**Available records:**
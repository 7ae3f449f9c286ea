//! Patch Applier
//!
//! Produces a new whole document from the current one by replacing exactly
//! one addressed node. The input markup is never modified; on any error no
//! new document is produced.

use crate::address::{NodeAddress, TargetKind};
use crate::dom::{replace_with_fragment, set_text, tag_name, DomError, HtmlDocument};
use markup5ever_rcdom::Handle;
use serde::{Deserialize, Serialize};

/// A single-node replacement
#[derive(Debug, Clone, PartialEq, Eq, Serialize, Deserialize)]
#[serde(tag = "op", rename_all = "snake_case")]
pub enum Patch {
    /// Replace a section's outer markup with a body fragment
    ReplaceSection {
        /// Which section
        address: NodeAddress,
        /// Replacement fragment; may parse to several nodes
        markup: String,
    },

    /// Replace a text leaf's content, guarded by a tag check
    ReplaceText {
        /// Which text leaf
        address: NodeAddress,
        /// Tag the requester saw at `address`, compared case-insensitively
        expected_tag: String,
        /// New text content
        text: String,
    },
}

impl Patch {
    /// Traversal list the address refers to
    #[inline]
    #[must_use]
    pub const fn target_kind(&self) -> TargetKind {
        match self {
            Self::ReplaceSection { .. } => TargetKind::Section,
            Self::ReplaceText { .. } => TargetKind::TextLeaf,
        }
    }

    /// Address of the node being replaced
    #[inline]
    #[must_use]
    pub const fn address(&self) -> &NodeAddress {
        match self {
            Self::ReplaceSection { address, .. } | Self::ReplaceText { address, .. } => address,
        }
    }
}

/// Errors from applying a [`Patch`]
#[derive(Debug, thiserror::Error)]
pub enum PatchError {
    /// No node at the address
    #[error("target {address} not found among {available} candidates")]
    TargetNotFound {
        /// Requested address
        address: NodeAddress,
        /// Number of candidates in the traversal
        available: usize,
    },

    /// The node at the address has a different tag than expected
    #[error("element mismatch: expected <{expected}>, found <{found}>")]
    ElementMismatch {
        /// Tag the requester expected
        expected: String,
        /// Tag actually present
        found: String,
    },

    /// Replacement content was blank
    #[error("replacement content is empty")]
    EmptyReplacement,

    /// Serialization of the patched tree failed
    #[error(transparent)]
    Dom(#[from] DomError),
}

impl PatchError {
    /// True for errors that indicate the requester's view is stale
    #[inline]
    #[must_use]
    pub const fn is_addressing(&self) -> bool {
        matches!(self, Self::TargetNotFound { .. } | Self::ElementMismatch { .. })
    }
}

/// Apply `patch` to `markup`, returning the re-serialized document.
///
/// # Errors
/// - [`PatchError::EmptyReplacement`] if the replacement is blank
/// - [`PatchError::TargetNotFound`] if the address resolves to nothing
/// - [`PatchError::ElementMismatch`] if a text patch's tag check fails
pub fn apply_patch(markup: &str, patch: &Patch) -> Result<String, PatchError> {
    let doc = HtmlDocument::parse(markup);

    match patch {
        Patch::ReplaceSection {
            address,
            markup: replacement,
        } => {
            if replacement.trim().is_empty() {
                return Err(PatchError::EmptyReplacement);
            }
            let target = resolve(&doc, address, TargetKind::Section)?;
            replace_with_fragment(&target, replacement);
        }
        Patch::ReplaceText {
            address,
            expected_tag,
            text,
        } => {
            if text.trim().is_empty() {
                return Err(PatchError::EmptyReplacement);
            }
            let target = resolve(&doc, address, TargetKind::TextLeaf)?;
            let found = tag_name(&target).unwrap_or_default();
            if !found.eq_ignore_ascii_case(expected_tag.trim()) {
                return Err(PatchError::ElementMismatch {
                    expected: expected_tag.trim().to_ascii_lowercase(),
                    found: found.to_owned(),
                });
            }
            set_text(&target, text);
        }
    }

    Ok(doc.to_markup()?)
}

fn resolve(doc: &HtmlDocument, address: &NodeAddress, kind: TargetKind) -> Result<Handle, PatchError> {
    address.resolve(doc, kind).ok_or_else(|| PatchError::TargetNotFound {
        address: address.clone(),
        available: kind.targets(doc).len(),
    })
}

#[cfg(test)]
mod tests {
    use super::*;
    use crate::address::annotate;
    use pretty_assertions::assert_eq;

    fn page(body: &str) -> String {
        format!("<!DOCTYPE html><html><head></head><body>{body}</body></html>")
    }

    fn remix(index: i64, markup: &str) -> Patch {
        Patch::ReplaceSection {
            address: NodeAddress::Position(index),
            markup: markup.into(),
        }
    }

    fn polish(index: i64, tag: &str, text: &str) -> Patch {
        Patch::ReplaceText {
            address: NodeAddress::Position(index),
            expected_tag: tag.into(),
            text: text.into(),
        }
    }

    #[test]
    fn remix_replaces_first_section() {
        let out = apply_patch(&page("<h1>Hi</h1><p>World</p>"), &remix(0, "<h1>Hello</h1>")).unwrap();
        assert_eq!(out, page("<h1>Hello</h1><p>World</p>"));
    }

    #[test]
    fn remix_index_skips_scripts_and_styles() {
        let doc = page("<script>a()</script><h1>Hi</h1><style>p{}</style><p>World</p>");
        let out = apply_patch(&doc, &remix(1, "<footer>F</footer>")).unwrap();
        assert_eq!(
            out,
            page("<script>a()</script><h1>Hi</h1><style>p{}</style><footer>F</footer>")
        );
    }

    #[test]
    fn remix_out_of_range_is_not_found() {
        let doc = page("<h1>Hi</h1><p>World</p>");
        for index in [2, 17, -1] {
            let err = apply_patch(&doc, &remix(index, "<h1>x</h1>")).unwrap_err();
            assert!(
                matches!(err, PatchError::TargetNotFound { available: 2, .. }),
                "index {index}: {err}"
            );
            assert!(err.is_addressing());
        }
    }

    #[test]
    fn polish_replaces_text() {
        let out = apply_patch(&page("<h1>Hi</h1><p>World</p>"), &polish(1, "p", "Earth")).unwrap();
        assert_eq!(out, page("<h1>Hi</h1><p>Earth</p>"));
    }

    #[test]
    fn polish_tag_check_is_case_insensitive() {
        let out = apply_patch(&page("<h1>Hi</h1>"), &polish(0, "H1", "Hey")).unwrap();
        assert_eq!(out, page("<h1>Hey</h1>"));
    }

    #[test]
    fn polish_rejects_mismatched_tag() {
        let err = apply_patch(&page("<h1>Hi</h1><p>World</p>"), &polish(1, "span", "Earth")).unwrap_err();
        match err {
            PatchError::ElementMismatch { expected, found } => {
                assert_eq!(expected, "span");
                assert_eq!(found, "p");
            }
            other => panic!("unexpected error: {other}"),
        }
    }

    #[test]
    fn polish_escapes_replacement_text() {
        let out = apply_patch(&page("<p>x</p>"), &polish(0, "p", "<b>bold</b>")).unwrap();
        assert_eq!(out, page("<p>&lt;b&gt;bold&lt;/b&gt;</p>"));
    }

    #[test]
    fn blank_replacements_are_rejected() {
        let doc = page("<p>x</p>");
        assert!(matches!(
            apply_patch(&doc, &remix(0, "   ")),
            Err(PatchError::EmptyReplacement)
        ));
        assert!(matches!(
            apply_patch(&doc, &polish(0, "p", "")),
            Err(PatchError::EmptyReplacement)
        ));
    }

    #[test]
    fn stable_address_survives_earlier_insertions() {
        let doc = annotate(&page("<h1>Hi</h1><p>World</p>")).unwrap();
        // a remix that grows the first section shifts every later index
        let grown = apply_patch(&doc, &remix(0, "<h1>A</h1><h2>B</h2>")).unwrap();
        let patch = Patch::ReplaceText {
            address: NodeAddress::Stable("t-1".into()),
            expected_tag: "p".into(),
            text: "Earth".into(),
        };
        let out = apply_patch(&grown, &patch).unwrap();
        let body = HtmlDocument::parse(&out).body_markup().unwrap();
        assert!(body.ends_with(">Earth</p>"), "{body}");
        assert!(body.starts_with("<h1>A</h1><h2>B</h2>"), "{body}");
    }

    #[test]
    fn patches_serialize_with_op_tag() {
        let json = serde_json::to_value(remix(2, "<p>x</p>")).unwrap();
        assert_eq!(json["op"], "replace_section");
        assert_eq!(json["address"]["position"], 2);
    }
}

**Problem statement:** The line with "to several nodes" is the last to include; transcribe exactly every line from the top of the material above down to it.

**Written solution:**
repository 7ae3f449f9c286ea
//! Patch Applier
//!
//! Produces a new whole document from the current one by replacing exactly
//! one addressed node. The input markup is never modified; on any error no
//! new document is produced.

use crate::address::{NodeAddress, TargetKind};
use crate::dom::{replace_with_fragment, set_text, tag_name, DomError, HtmlDocument};
use markup5ever_rcdom::Handle;
use serde::{Deserialize, Serialize};

/// A single-node replacement
#[derive(Debug, Clone, PartialEq, Eq, Serialize, Deserialize)]
#[serde(tag = "op", rename_all = "snake_case")]
pub enum Patch {
    /// Replace a section's outer markup with a body fragment
    ReplaceSection {
        /// Which section
        address: NodeAddress,
        /// Replacement fragment; may parse to several nodes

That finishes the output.